::: INFORMATION SUPPLIED :::

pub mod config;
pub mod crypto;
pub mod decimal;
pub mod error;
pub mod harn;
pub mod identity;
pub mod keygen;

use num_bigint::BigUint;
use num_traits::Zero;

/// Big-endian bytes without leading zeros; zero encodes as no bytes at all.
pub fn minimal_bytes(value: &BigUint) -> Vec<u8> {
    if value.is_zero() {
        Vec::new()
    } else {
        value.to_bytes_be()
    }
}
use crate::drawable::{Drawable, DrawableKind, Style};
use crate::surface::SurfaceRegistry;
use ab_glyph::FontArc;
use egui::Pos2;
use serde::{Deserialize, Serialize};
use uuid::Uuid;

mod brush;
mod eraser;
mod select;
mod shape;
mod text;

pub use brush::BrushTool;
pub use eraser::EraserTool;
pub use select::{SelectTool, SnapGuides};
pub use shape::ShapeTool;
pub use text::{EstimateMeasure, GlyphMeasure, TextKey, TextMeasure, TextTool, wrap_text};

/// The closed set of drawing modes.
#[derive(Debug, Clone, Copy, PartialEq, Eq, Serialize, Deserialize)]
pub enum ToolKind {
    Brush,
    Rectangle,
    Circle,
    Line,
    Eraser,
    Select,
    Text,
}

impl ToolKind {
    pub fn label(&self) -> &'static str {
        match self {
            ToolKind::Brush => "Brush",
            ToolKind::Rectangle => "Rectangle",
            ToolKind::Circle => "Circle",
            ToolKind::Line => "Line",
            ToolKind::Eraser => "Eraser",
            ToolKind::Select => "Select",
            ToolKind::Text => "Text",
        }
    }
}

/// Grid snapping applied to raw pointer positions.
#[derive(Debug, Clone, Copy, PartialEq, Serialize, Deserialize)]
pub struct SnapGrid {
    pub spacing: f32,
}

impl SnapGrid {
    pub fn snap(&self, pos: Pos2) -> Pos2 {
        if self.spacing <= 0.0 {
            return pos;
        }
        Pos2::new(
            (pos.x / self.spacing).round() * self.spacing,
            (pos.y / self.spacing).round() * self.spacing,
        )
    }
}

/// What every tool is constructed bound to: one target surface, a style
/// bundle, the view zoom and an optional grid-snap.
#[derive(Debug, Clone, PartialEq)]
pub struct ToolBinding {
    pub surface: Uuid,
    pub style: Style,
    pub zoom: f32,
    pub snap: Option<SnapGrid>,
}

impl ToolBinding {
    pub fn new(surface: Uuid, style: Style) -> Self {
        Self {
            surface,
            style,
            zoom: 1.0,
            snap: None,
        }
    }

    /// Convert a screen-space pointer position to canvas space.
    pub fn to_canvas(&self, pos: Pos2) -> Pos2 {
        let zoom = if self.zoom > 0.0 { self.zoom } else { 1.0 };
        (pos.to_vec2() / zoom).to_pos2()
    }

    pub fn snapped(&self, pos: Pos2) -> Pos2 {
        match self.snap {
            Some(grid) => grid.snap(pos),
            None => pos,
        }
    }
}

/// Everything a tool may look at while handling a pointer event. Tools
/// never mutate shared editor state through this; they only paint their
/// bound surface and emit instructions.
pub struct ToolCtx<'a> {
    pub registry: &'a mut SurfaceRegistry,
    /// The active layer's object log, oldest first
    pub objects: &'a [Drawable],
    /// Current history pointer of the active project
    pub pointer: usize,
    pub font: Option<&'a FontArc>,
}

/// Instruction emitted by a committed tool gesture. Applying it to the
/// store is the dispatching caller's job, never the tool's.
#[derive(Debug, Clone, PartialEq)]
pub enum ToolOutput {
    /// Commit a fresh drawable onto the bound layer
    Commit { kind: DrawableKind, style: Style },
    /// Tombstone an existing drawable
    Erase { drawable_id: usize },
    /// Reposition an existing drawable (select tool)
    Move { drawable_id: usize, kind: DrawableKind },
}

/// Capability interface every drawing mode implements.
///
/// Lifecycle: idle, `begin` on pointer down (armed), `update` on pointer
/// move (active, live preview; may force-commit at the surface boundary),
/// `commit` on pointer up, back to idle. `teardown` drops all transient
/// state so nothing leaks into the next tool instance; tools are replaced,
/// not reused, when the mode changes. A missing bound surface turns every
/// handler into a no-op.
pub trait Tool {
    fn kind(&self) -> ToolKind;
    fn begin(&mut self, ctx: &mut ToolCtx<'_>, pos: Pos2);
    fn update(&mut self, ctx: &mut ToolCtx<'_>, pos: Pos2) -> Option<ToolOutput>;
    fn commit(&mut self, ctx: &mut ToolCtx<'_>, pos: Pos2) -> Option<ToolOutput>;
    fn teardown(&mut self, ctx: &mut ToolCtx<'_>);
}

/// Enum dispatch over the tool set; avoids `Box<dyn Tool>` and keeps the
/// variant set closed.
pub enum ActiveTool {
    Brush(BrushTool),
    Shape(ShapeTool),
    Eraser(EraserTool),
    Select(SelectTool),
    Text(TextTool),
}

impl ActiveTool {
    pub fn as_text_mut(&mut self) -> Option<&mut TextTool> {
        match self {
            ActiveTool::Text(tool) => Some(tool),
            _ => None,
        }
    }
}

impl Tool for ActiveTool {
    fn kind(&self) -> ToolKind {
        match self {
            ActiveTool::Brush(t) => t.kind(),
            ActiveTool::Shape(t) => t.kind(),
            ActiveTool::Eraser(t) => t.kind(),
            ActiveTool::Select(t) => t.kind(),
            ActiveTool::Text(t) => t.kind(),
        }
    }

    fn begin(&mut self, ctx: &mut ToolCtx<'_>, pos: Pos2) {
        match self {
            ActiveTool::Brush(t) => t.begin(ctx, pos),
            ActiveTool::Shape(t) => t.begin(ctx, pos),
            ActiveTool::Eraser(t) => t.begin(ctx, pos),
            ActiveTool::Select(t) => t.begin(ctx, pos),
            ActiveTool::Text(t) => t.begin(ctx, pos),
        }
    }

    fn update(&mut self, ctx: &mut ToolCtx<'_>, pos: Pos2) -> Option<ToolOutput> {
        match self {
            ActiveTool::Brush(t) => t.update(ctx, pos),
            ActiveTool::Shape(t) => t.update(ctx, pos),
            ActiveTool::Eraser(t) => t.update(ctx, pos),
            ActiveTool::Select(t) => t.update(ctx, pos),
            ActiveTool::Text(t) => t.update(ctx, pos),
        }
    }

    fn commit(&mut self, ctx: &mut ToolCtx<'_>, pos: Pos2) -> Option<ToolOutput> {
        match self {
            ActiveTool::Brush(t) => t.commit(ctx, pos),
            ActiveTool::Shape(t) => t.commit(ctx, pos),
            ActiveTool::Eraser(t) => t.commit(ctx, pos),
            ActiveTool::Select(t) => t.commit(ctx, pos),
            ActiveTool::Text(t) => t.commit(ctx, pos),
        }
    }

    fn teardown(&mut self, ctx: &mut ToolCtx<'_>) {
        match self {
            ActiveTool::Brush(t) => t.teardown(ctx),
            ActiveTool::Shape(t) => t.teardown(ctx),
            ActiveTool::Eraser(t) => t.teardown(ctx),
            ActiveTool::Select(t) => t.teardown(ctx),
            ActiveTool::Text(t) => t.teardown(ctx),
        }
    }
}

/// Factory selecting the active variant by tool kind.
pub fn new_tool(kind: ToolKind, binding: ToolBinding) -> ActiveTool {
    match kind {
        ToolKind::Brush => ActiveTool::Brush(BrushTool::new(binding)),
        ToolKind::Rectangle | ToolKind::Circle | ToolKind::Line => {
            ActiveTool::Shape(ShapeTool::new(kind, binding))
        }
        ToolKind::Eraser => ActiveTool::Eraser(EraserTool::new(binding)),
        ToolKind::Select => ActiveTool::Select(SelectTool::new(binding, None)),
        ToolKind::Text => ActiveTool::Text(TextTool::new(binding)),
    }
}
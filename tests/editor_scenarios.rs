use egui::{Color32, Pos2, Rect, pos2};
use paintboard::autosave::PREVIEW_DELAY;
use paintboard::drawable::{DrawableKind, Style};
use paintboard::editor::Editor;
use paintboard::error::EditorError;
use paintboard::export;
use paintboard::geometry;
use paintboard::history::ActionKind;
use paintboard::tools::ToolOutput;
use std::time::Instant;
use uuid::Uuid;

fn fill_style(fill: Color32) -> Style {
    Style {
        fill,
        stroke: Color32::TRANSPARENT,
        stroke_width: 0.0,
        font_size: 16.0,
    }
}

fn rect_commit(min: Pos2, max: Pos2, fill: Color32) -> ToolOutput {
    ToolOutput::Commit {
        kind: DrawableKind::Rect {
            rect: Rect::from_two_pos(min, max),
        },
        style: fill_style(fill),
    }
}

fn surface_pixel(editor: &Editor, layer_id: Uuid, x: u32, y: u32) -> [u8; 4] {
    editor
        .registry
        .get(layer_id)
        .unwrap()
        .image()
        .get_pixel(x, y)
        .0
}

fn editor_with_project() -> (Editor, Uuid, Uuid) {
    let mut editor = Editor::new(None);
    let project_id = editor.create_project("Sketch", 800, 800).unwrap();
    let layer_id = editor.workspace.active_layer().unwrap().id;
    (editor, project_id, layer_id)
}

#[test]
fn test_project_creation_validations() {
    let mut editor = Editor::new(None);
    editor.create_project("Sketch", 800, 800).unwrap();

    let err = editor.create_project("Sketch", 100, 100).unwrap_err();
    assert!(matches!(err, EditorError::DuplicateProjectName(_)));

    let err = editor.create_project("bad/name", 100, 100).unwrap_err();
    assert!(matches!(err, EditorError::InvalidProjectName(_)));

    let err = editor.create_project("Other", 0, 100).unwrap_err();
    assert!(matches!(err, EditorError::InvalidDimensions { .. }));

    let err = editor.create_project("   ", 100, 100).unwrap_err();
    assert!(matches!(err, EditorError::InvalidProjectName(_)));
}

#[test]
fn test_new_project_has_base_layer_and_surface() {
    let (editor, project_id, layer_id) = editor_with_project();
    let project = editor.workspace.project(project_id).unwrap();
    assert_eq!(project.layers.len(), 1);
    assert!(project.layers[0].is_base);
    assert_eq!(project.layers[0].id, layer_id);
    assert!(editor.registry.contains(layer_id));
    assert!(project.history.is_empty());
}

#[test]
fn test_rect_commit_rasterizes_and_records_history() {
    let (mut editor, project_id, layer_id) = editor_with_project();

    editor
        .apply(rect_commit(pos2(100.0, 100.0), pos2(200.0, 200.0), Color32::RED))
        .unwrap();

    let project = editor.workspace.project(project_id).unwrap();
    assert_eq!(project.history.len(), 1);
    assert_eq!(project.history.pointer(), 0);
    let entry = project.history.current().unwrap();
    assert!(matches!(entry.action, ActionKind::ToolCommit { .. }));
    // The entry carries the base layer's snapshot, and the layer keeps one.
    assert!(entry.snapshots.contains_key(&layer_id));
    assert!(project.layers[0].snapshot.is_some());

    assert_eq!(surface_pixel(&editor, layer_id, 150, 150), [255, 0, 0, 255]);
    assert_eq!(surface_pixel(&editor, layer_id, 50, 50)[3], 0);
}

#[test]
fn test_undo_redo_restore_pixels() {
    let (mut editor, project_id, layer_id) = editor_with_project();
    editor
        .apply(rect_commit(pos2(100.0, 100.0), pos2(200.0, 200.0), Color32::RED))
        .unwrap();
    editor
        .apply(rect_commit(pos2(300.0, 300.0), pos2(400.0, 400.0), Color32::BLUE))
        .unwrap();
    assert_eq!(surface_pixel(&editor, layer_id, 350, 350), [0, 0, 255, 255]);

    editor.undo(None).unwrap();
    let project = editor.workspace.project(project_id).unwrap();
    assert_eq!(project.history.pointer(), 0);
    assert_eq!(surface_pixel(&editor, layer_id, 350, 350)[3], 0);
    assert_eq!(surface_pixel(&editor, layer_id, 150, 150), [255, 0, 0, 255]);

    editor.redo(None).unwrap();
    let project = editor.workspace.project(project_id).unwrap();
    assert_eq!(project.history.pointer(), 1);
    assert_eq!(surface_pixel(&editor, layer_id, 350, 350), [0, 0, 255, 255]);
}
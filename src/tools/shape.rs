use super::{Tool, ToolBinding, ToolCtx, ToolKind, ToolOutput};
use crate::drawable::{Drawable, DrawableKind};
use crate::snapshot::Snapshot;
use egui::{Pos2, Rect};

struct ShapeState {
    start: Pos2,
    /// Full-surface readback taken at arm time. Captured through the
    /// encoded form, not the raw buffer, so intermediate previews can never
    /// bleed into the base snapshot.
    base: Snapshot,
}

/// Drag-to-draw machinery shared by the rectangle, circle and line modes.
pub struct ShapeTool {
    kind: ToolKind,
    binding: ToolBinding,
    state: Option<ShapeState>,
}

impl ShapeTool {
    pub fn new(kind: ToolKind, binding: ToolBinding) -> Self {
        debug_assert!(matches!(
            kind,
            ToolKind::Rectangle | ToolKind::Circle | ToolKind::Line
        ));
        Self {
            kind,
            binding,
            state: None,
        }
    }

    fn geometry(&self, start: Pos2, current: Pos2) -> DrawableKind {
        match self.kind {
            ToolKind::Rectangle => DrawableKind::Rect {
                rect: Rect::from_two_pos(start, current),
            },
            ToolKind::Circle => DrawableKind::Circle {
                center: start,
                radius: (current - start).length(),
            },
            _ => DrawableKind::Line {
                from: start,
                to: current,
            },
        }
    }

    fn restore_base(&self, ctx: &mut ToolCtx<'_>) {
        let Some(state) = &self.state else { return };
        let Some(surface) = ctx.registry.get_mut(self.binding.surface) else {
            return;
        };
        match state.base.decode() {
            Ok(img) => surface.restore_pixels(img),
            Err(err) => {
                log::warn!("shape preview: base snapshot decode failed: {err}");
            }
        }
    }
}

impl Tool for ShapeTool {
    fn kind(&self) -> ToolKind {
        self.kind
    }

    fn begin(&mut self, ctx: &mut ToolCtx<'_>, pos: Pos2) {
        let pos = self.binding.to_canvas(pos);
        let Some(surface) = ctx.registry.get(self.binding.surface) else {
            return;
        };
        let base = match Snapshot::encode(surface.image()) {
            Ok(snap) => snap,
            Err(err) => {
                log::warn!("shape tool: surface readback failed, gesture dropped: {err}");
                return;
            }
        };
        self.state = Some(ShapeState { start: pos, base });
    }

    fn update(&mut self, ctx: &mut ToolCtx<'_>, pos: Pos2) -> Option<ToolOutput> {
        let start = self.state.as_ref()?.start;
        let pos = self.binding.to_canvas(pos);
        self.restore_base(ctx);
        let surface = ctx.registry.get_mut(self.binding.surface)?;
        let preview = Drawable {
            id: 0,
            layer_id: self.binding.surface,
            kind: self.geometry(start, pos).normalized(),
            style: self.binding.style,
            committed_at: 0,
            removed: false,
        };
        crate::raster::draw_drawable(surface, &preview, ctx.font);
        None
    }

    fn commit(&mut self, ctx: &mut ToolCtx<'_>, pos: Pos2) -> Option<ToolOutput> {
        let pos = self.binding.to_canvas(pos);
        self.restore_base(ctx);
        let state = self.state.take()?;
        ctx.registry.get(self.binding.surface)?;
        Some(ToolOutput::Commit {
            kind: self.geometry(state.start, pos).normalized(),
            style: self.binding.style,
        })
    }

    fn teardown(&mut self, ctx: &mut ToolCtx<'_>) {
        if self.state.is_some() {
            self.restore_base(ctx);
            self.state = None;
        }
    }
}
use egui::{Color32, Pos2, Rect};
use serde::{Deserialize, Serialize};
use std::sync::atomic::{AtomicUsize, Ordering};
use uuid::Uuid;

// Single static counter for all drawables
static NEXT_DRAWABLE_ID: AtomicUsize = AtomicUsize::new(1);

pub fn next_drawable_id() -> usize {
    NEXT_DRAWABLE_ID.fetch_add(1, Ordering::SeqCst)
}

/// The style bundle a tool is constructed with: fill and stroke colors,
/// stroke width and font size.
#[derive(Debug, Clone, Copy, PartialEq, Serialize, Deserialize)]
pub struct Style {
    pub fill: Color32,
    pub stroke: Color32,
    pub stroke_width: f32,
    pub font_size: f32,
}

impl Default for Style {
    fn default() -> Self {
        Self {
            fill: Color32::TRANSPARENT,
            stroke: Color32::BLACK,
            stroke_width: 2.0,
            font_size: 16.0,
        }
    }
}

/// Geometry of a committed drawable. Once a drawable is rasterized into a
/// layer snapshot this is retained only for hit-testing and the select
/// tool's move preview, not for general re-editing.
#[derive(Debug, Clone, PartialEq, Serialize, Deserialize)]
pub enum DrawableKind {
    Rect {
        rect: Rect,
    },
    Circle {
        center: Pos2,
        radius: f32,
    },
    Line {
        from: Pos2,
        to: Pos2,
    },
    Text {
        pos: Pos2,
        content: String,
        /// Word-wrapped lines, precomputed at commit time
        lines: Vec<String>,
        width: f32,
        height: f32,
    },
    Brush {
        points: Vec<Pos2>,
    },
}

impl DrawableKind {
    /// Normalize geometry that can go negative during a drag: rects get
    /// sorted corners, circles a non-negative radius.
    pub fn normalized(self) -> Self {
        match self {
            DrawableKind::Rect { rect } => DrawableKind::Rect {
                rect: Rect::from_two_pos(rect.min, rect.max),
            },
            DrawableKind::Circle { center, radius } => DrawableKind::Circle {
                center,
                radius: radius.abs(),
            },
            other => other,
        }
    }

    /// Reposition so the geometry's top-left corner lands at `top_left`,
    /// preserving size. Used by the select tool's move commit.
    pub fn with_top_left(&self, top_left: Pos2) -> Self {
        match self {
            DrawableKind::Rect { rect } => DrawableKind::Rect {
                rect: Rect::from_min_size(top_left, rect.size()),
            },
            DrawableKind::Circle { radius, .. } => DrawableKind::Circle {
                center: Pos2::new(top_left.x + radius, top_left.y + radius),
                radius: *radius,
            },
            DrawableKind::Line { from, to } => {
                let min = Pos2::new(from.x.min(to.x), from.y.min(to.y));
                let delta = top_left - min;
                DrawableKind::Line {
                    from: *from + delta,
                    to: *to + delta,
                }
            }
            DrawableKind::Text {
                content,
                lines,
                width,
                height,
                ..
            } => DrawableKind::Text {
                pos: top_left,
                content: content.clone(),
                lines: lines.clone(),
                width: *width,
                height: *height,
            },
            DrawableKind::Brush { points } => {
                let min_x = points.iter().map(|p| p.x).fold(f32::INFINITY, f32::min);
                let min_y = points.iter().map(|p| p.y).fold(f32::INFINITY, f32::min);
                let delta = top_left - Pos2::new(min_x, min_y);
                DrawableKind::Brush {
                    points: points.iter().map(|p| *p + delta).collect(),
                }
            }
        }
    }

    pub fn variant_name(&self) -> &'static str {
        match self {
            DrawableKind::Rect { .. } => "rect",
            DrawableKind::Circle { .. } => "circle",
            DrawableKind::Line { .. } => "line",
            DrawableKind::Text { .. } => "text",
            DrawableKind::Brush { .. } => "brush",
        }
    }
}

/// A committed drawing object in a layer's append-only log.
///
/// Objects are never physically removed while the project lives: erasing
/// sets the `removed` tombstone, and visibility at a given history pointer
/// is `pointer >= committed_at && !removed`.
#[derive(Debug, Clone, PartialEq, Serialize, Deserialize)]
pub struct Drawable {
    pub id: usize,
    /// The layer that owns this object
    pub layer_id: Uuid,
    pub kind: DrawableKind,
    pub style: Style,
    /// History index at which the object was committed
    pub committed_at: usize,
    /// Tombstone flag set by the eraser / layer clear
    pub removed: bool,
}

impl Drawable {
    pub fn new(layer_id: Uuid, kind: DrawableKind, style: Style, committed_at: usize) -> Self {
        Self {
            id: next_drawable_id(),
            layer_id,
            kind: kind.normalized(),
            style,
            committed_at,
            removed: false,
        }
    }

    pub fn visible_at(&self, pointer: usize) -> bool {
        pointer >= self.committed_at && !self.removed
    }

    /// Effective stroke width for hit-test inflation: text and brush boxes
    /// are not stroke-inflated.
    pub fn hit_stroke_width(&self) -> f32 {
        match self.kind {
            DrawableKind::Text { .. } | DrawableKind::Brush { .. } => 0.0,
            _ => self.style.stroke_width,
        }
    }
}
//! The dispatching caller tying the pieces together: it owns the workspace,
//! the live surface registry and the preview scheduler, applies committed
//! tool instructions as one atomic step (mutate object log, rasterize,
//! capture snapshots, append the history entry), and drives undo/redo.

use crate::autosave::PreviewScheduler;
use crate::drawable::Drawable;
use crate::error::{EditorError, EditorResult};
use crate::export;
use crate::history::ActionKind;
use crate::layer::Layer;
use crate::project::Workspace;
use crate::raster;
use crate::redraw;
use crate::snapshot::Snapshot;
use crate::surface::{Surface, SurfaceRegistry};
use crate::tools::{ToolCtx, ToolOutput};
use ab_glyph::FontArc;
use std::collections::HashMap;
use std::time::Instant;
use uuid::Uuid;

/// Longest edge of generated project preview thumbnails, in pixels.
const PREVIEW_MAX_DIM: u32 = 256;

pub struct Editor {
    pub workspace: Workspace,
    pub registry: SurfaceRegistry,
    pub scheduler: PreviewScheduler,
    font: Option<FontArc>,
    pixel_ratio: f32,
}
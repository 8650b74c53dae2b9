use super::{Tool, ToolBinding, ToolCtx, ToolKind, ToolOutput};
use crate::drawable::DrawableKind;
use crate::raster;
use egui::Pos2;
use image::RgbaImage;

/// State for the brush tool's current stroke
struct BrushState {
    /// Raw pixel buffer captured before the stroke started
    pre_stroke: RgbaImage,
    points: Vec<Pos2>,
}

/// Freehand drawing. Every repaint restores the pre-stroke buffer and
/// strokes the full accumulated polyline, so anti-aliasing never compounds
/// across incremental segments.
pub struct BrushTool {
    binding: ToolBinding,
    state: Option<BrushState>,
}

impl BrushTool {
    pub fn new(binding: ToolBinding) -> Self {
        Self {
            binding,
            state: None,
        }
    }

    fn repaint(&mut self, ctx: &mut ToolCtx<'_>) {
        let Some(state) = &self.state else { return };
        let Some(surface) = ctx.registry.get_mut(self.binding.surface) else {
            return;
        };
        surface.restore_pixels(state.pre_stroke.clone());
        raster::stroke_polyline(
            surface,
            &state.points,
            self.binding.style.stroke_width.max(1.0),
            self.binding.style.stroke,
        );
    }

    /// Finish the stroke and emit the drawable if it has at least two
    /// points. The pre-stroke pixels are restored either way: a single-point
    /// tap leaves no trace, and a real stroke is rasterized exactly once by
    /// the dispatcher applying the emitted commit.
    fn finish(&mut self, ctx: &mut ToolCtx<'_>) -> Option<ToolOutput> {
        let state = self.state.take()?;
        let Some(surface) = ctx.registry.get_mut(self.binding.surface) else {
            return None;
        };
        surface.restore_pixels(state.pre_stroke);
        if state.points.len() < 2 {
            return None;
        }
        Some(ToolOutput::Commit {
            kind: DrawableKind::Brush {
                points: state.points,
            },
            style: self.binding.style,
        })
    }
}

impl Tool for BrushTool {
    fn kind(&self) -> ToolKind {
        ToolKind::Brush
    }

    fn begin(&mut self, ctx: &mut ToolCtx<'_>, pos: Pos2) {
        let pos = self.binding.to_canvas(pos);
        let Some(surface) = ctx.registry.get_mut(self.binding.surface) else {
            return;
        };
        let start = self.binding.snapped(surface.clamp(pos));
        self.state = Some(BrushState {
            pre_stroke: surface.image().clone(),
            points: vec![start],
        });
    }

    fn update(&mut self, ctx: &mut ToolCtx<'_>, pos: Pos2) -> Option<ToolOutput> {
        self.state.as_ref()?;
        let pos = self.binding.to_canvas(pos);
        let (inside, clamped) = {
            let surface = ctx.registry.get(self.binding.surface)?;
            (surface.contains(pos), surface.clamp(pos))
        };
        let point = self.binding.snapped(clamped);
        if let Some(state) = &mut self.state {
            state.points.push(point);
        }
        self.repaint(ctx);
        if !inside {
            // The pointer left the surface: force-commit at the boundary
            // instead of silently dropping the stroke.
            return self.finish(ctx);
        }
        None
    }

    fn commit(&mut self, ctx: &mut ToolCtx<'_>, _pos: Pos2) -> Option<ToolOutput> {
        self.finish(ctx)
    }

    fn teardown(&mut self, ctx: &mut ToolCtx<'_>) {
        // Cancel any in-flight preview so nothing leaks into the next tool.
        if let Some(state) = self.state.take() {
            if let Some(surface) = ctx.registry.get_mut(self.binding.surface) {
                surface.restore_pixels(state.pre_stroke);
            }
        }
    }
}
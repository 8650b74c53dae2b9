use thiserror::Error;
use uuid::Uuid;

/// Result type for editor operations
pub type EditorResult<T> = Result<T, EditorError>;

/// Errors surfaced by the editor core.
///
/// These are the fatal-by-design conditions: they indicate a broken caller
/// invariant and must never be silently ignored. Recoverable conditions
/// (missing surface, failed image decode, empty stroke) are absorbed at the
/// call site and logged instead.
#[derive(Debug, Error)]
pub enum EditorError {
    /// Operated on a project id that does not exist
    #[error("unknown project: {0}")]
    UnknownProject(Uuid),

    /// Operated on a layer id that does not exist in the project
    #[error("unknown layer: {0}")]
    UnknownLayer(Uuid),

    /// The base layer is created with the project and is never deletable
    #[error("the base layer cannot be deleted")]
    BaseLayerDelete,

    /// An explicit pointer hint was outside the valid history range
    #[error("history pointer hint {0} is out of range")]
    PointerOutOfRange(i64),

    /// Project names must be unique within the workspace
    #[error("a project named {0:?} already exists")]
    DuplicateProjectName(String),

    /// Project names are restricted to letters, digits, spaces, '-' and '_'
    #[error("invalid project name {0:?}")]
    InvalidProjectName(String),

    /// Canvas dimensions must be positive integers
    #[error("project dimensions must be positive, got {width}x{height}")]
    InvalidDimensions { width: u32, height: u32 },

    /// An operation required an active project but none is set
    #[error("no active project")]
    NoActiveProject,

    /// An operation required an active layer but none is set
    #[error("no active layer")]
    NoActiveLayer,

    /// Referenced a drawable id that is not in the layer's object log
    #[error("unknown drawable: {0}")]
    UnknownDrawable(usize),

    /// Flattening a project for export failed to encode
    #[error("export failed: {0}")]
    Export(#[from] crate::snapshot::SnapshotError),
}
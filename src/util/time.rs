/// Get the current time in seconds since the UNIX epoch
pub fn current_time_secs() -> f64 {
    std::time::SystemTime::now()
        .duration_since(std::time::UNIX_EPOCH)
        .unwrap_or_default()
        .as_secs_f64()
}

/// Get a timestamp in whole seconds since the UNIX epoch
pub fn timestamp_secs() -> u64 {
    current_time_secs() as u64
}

:::

— WHAT YOU HAVE TO DO —
Looking at the records above, which lines contain "content"? Copy those lines.

— WRITTEN REPLY —
        content: String,
                content,
                content: content.clone(),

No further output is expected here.